Stored items:
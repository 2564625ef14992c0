//! Structural scanning shared by the rule and declaration splitters.

use std::str::CharIndices;

/// Characters of `text` that sit outside quoted strings, with their byte
/// offsets. A backslash hides the character after it, so `\"` never opens
/// or closes a string.
pub(super) struct Structural<'a> {
    chars: CharIndices<'a>,
    quote: Option<char>,
    escaped: bool,
}

impl<'a> Structural<'a> {
    pub(super) fn new(text: &'a str) -> Self {
        Self {
            chars: text.char_indices(),
            quote: None,
            escaped: false,
        }
    }
}

impl Iterator for Structural<'_> {
    type Item = (usize, char);

    fn next(&mut self) -> Option<Self::Item> {
        loop {
            let (i, c) = self.chars.next()?;
            if self.escaped {
                self.escaped = false;
                continue;
            }
            if c == '\\' {
                self.escaped = true;
                continue;
            }
            match self.quote {
                Some(q) => {
                    if c == q {
                        self.quote = None;
                    }
                }
                None if c == '"' || c == '\'' => self.quote = Some(c),
                None => return Some((i, c)),
            }
        }
    }
}

/// Byte offset of the `}` that closes the block whose `{` is at `open`.
pub(super) fn matching_brace(text: &str, open: usize) -> Option<usize> {
    let mut depth = 0usize;
    for (i, c) in Structural::new(&text[open..]) {
        match c {
            '{' => depth += 1,
            '}' => {
                depth = depth.saturating_sub(1);
                if depth == 0 {
                    return Some(open + i);
                }
            }
            _ => {}
        }
    }
    None
}

/// First character from `targets` that is outside strings and outside
/// `()`/`[]` nesting.
pub(super) fn find_top_level(text: &str, targets: &[char]) -> Option<(usize, char)> {
    let mut depth = 0usize;
    for (i, c) in Structural::new(text) {
        match c {
            '(' | '[' => depth += 1,
            ')' | ']' => depth = depth.saturating_sub(1),
            c if depth == 0 && targets.contains(&c) => return Some((i, c)),
            _ => {}
        }
    }
    None
}

/// Split `text` at every top-level `separator`.
pub(super) fn split_top_level(text: &str, separator: char) -> Vec<&str> {
    let mut parts = Vec::new();
    let mut rest = text;
    while let Some((i, _)) = find_top_level(rest, &[separator]) {
        parts.push(&rest[..i]);
        rest = &rest[i + separator.len_utf8()..];
    }
    parts.push(rest);
    parts
}

/// Remove `/* ... */` comments. An unterminated comment runs to the end.
pub(super) fn strip_comments(text: &str) -> String {
    let mut out = String::with_capacity(text.len());
    let mut rest = text;
    while let Some(start) = rest.find("/*") {
        out.push_str(&rest[..start]);
        match rest[start + 2..].find("*/") {
            Some(end) => rest = &rest[start + 2 + end + 2..],
            None => return out,
        }
    }
    out.push_str(rest);
    out
}

#[cfg(test)]
mod tests {
    use super::*;

    #[test]
    fn test_braces_in_strings_are_ignored() {
        let text = r#"a { content: "}"; } b"#;
        assert_eq!(matching_brace(text, 2), Some(18));
    }

    #[test]
    fn test_escaped_quote_does_not_close_string() {
        let text = r#"{ content: "a\"}"; }"#;
        assert_eq!(matching_brace(text, 0), Some(text.len() - 1));
    }

    #[test]
    fn test_split_respects_parentheses() {
        assert_eq!(
            split_top_level("a: url(x;y); b: 1", ';'),
            vec!["a: url(x;y)", " b: 1"]
        );
    }

    #[test]
    fn test_strip_comments() {
        assert_eq!(strip_comments("a/* x */b/* open"), "ab");
    }
}
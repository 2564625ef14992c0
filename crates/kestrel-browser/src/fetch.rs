//! The fetch boundary.
//!
//! Everything outside the synchronous pipeline lives here: retrieving a
//! document or stylesheet by URL, capping how many requests are outstanding,
//! and abandoning waits when the caller gives up.

use std::future::Future;
use std::sync::Arc;

use tokio::sync::{OwnedSemaphorePermit, Semaphore, watch};

use crate::config::EngineConfig;
use crate::error::FetchError;

/// Retrieves the text behind a URL.
///
/// The core assumes the body decodes as UTF-8; charset negotiation is the
/// implementor's concern.
pub trait Fetch: Send + Sync {
    /// Fetch `url` and return its body as text.
    fn fetch(&self, url: &str) -> impl Future<Output = Result<String, FetchError>> + Send;
}

/// [`Fetch`] over HTTP(S) with `reqwest`, and over `file://` with `tokio::fs`.
#[derive(Debug, Clone)]
pub struct HttpFetcher {
    client: reqwest::Client,
}

impl HttpFetcher {
    /// Build a client with the configured timeout and user agent.
    ///
    /// # Errors
    ///
    /// Returns [`FetchError::Transport`] if the HTTP client cannot be created.
    pub fn new(config: &EngineConfig) -> Result<Self, FetchError> {
        let client = reqwest::Client::builder()
            .timeout(config.fetch_timeout)
            .user_agent(config.user_agent.as_str())
            .build()
            .map_err(|e| FetchError::Transport(format!("failed to create HTTP client: {e}")))?;
        Ok(Self { client })
    }
}

impl Fetch for HttpFetcher {
    async fn fetch(&self, url: &str) -> Result<String, FetchError> {
        if let Some(path) = url.strip_prefix("file://") {
            return Ok(tokio::fs::read_to_string(path).await?);
        }
        if !(url.starts_with("http://") || url.starts_with("https://")) {
            return Err(FetchError::InvalidUrl(url.to_string()));
        }

        let response = self
            .client
            .get(url)
            .header("Accept", "text/html,text/css,*/*;q=0.8")
            .send()
            .await
            .map_err(|e| FetchError::Transport(e.to_string()))?;

        let status = response.status();
        if !status.is_success() {
            return Err(FetchError::Http(status.as_u16()));
        }

        response
            .text()
            .await
            .map_err(|e| FetchError::Transport(format!("failed to read response body: {e}")))
    }
}

/// A cancellation signal shared between a caller and the work it started.
///
/// Clones observe the same signal. Once cancelled it stays cancelled.
#[derive(Debug, Clone)]
pub struct Cancellation {
    state: Arc<watch::Sender<bool>>,
}

impl Default for Cancellation {
    fn default() -> Self {
        Self::new()
    }
}

impl Cancellation {
    /// A fresh, uncancelled token.
    #[must_use]
    pub fn new() -> Self {
        Self {
            state: Arc::new(watch::Sender::new(false)),
        }
    }

    /// Fire the signal. Every pending [`cancelled`](Self::cancelled) wait wakes.
    pub fn cancel(&self) {
        let _ = self.state.send_replace(true);
    }

    /// Whether [`cancel`](Self::cancel) has been called.
    #[must_use]
    pub fn is_cancelled(&self) -> bool {
        *self.state.borrow()
    }

    /// Resolve once the signal fires; immediately if it already has.
    pub async fn cancelled(&self) {
        let mut receiver = self.state.subscribe();
        let _ = receiver.wait_for(|cancelled| *cancelled).await;
    }
}

/// Proof of a held fetch slot. The slot is released on drop.
#[derive(Debug)]
pub struct FetchPermit {
    _permit: OwnedSemaphorePermit,
}

/// Bounded counting semaphore over outbound fetches.
#[derive(Debug, Clone)]
pub struct FetchLimiter {
    semaphore: Arc<Semaphore>,
    capacity: usize,
}

impl FetchLimiter {
    /// A limiter allowing `capacity` simultaneous fetches (at least one).
    #[must_use]
    pub fn new(capacity: usize) -> Self {
        let capacity = capacity.max(1);
        Self {
            semaphore: Arc::new(Semaphore::new(capacity)),
            capacity,
        }
    }

    /// Maximum number of simultaneous fetches.
    #[must_use]
    pub const fn capacity(&self) -> usize {
        self.capacity
    }

    /// Number of slots currently held.
    #[must_use]
    pub fn in_flight(&self) -> usize {
        self.capacity - self.semaphore.available_permits()
    }

    /// Wait for a free slot.
    ///
    /// # Errors
    ///
    /// Returns [`FetchError::Cancelled`] if `cancel` fires before a slot
    /// frees up, including when it had already fired.
    pub async fn acquire(&self, cancel: &Cancellation) -> Result<FetchPermit, FetchError> {
        if cancel.is_cancelled() {
            return Err(FetchError::Cancelled);
        }
        tokio::select! {
            biased;
            () = cancel.cancelled() => Err(FetchError::Cancelled),
            permit = Arc::clone(&self.semaphore).acquire_owned() => permit
                .map(|permit| FetchPermit { _permit: permit })
                .map_err(|_| FetchError::Cancelled),
        }
    }

    /// Fetch `url` while holding a slot.
    ///
    /// # Errors
    ///
    /// Returns [`FetchError::Cancelled`] if `cancel` fires while waiting for
    /// a slot or while the fetch is running, or the fetcher's own error.
    pub async fn fetch<F: Fetch>(
        &self,
        fetcher: &F,
        url: &str,
        cancel: &Cancellation,
    ) -> Result<String, FetchError> {
        let _permit = self.acquire(cancel).await?;
        log::debug!("fetching {url} ({} in flight)", self.in_flight());
        tokio::select! {
            biased;
            () = cancel.cancelled() => Err(FetchError::Cancelled),
            result = fetcher.fetch(url) => result,
        }
    }
}

#[cfg(test)]
mod tests {
    use super::*;

    #[test]
    fn test_cancellation_is_shared_between_clones() {
        let cancel = Cancellation::new();
        let clone = cancel.clone();
        assert!(!clone.is_cancelled());
        cancel.cancel();
        assert!(clone.is_cancelled());
        cancel.cancel();
        assert!(cancel.is_cancelled());
    }

    #[test]
    fn test_limiter_capacity_is_at_least_one() {
        let limiter = FetchLimiter::new(0);
        assert_eq!(limiter.capacity(), 1);
        assert_eq!(limiter.in_flight(), 0);
    }

    #[tokio::test]
    async fn test_permit_released_on_drop() {
        let limiter = FetchLimiter::new(2);
        let cancel = Cancellation::new();
        let permit = limiter.acquire(&cancel).await.unwrap();
        assert_eq!(limiter.in_flight(), 1);
        drop(permit);
        assert_eq!(limiter.in_flight(), 0);
    }

    #[tokio::test]
    async fn test_file_urls_are_read_from_disk() {
        let path = std::env::temp_dir().join("kestrel-fetch-test.css");
        std::fs::write(&path, "p { color: red }").unwrap();
        let fetcher = HttpFetcher::new(&EngineConfig::default()).unwrap();
        let url = format!("file://{}", path.display());
        assert_eq!(fetcher.fetch(&url).await.unwrap(), "p { color: red }");

        let missing = fetcher.fetch("file:///nonexistent/kestrel.css").await;
        assert!(matches!(missing, Err(FetchError::Io(_))));
    }

    #[tokio::test]
    async fn test_unsupported_scheme_is_rejected() {
        let fetcher = HttpFetcher::new(&EngineConfig::default()).unwrap();
        assert!(matches!(
            fetcher.fetch("ftp://example.com/a.css").await,
            Err(FetchError::InvalidUrl(_))
        ));
    }
}
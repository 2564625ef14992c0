use crate::values::ROOT_FONT_SIZE_PX;

/// [Media Queries Level 4](https://www.w3.org/TR/mediaqueries-4/)
///
/// Evaluate a media query against a screen of `viewport_width` pixels.
///
/// - Comma-separated queries match if any does.
/// - `and` joins conditions that must all hold.
/// - `all` and `screen` match, `print` never does.
/// - `(min-width: N)` and `(max-width: N)` compare against the width, with
///   `px` or `em` lengths.
/// - Anything else is assumed to match, as is an empty query.
#[must_use]
pub fn evaluate_media_query(query: &str, viewport_width: f32) -> bool {
    let query = query.trim().to_ascii_lowercase();
    if query.is_empty() {
        return true;
    }
    query
        .split(',')
        .any(|alternative| evaluate_alternative(alternative, viewport_width))
}

fn evaluate_alternative(alternative: &str, viewport_width: f32) -> bool {
    let alternative = alternative.trim();
    let alternative = alternative.strip_prefix("only ").unwrap_or(alternative);
    alternative
        .split(" and ")
        .all(|condition| evaluate_condition(condition.trim(), viewport_width))
}

fn evaluate_condition(condition: &str, viewport_width: f32) -> bool {
    match condition {
        "print" => false,
        "all" | "screen" | "" => true,
        _ => {
            let Some(inner) = condition
                .strip_prefix('(')
                .and_then(|c| c.strip_suffix(')'))
            else {
                return true;
            };
            let Some((feature, value)) = inner.split_once(':') else {
                return true;
            };
            let Some(width) = parse_width(value.trim()) else {
                return true;
            };
            match feature.trim() {
                "min-width" => viewport_width >= width,
                "max-width" => viewport_width <= width,
                _ => true,
            }
        }
    }
}

fn parse_width(value: &str) -> Option<f32> {
    if let Some(px) = value.strip_suffix("px") {
        px.trim().parse().ok()
    } else if let Some(em) = value.strip_suffix("em") {
        em.trim().parse::<f32>().ok().map(|v| v * ROOT_FONT_SIZE_PX)
    } else {
        value.parse().ok()
    }
}

#[cfg(test)]
mod tests {
    use super::*;

    #[test]
    fn test_media_types() {
        assert!(evaluate_media_query("screen", 800.0));
        assert!(evaluate_media_query("ALL", 800.0));
        assert!(!evaluate_media_query("print", 800.0));
        assert!(evaluate_media_query("", 800.0));
        assert!(evaluate_media_query("speech", 800.0));
    }

    #[test]
    fn test_width_features() {
        assert!(evaluate_media_query("(min-width: 600px)", 800.0));
        assert!(!evaluate_media_query("(min-width: 900px)", 800.0));
        assert!(evaluate_media_query("(max-width: 800px)", 800.0));
        assert!(!evaluate_media_query("screen and (max-width: 40em)", 800.0));
        assert!(evaluate_media_query("only screen and (min-width:100px)", 800.0));
    }

    #[test]
    fn test_alternatives() {
        assert!(evaluate_media_query("print, (max-width: 900px)", 800.0));
        assert!(!evaluate_media_query("print, (min-width: 900px)", 800.0));
    }
}
//! CSS Layout Engine
//!
//! A single recursive pass over a box tree built from the styled DOM:
//! blocks stack their children vertically inside their content box, and
//! text runs wrap greedily using a fixed character-width approximation in
//! place of real font metrics.
//!
//! # Relevant Specifications
//!
//! - [CSS Box Model Module Level 3](https://www.w3.org/TR/css-box-3/)
//! - [CSS 2.1 Visual Formatting Model](https://www.w3.org/TR/CSS2/visuren.html)
//! - [CSS Text Module Level 3](https://www.w3.org/TR/css-text-3/)
//!
//! # Module Structure
//!
//! - [`box_model`] - Rectangles and edge sizes
//! - [`layout_box`] - Box kinds, the layout pass and text wrapping
//! - `builder` - Box tree construction from the DOM and style table
//! - `cache` - Per-pass memo of value conversions

pub mod box_model;
mod builder;
mod cache;
pub mod layout_box;

pub use box_model::{EdgeSizes, Rect};
pub use builder::{build_layout_tree, process_whitespace, transform_text};
pub use cache::LayoutCache;
pub use layout_box::{BoxKind, LayoutBox, chars_per_line, wrap_text};

pub use crate::cascade::{DEFAULT_FONT_SIZE_PX, MAX_FONT_SIZE_PX, MIN_FONT_SIZE_PX};

use kestrel_dom::DomTree;
use serde::Serialize;

use crate::cascade::StyleTable;
use crate::paint::{DisplayList, Painter, Viewport};

/// Width of one character as a fraction of the font size.
pub const CHAR_WIDTH_RATIO: f32 = 0.6;
/// Line height as a multiple of the font size.
pub const LINE_HEIGHT_RATIO: f32 = 1.2;
/// Lines of slack kept above and below the viewport when culling text.
pub const TEXT_CULL_SLACK_LINES: f32 = 2.0;

/// Output of one layout pass.
#[derive(Debug, Clone, Default, Serialize)]
pub struct LayoutResult {
    /// The laid-out box tree, if the document produced any boxes.
    pub root: Option<LayoutBox>,
    /// Paint commands for the visible part of the page.
    pub display_list: DisplayList,
}

/// Build, lay out and paint a styled document at the viewport's width.
///
/// The display list only holds commands near the viewport, but its
/// [`DisplayList::height`] is the height of the whole document.
#[must_use]
pub fn layout_document(tree: &DomTree, styles: &StyleTable, viewport: &Viewport) -> LayoutResult {
    let Some(mut root) = build_layout_tree(tree, styles) else {
        return LayoutResult::default();
    };
    let height = root.layout(0.0, 0.0, viewport.width);

    let mut display_list = Painter::new(viewport).paint(&root);
    display_list.set_height(height);
    log::debug!(
        "paint: {} commands, document height {height:.1}",
        display_list.len()
    );

    LayoutResult {
        root: Some(root),
        display_list,
    }
}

- **Brief**: Among the entries above, how many lines have the string "builder" in them? Only the number should be given.

- **Your response**: 4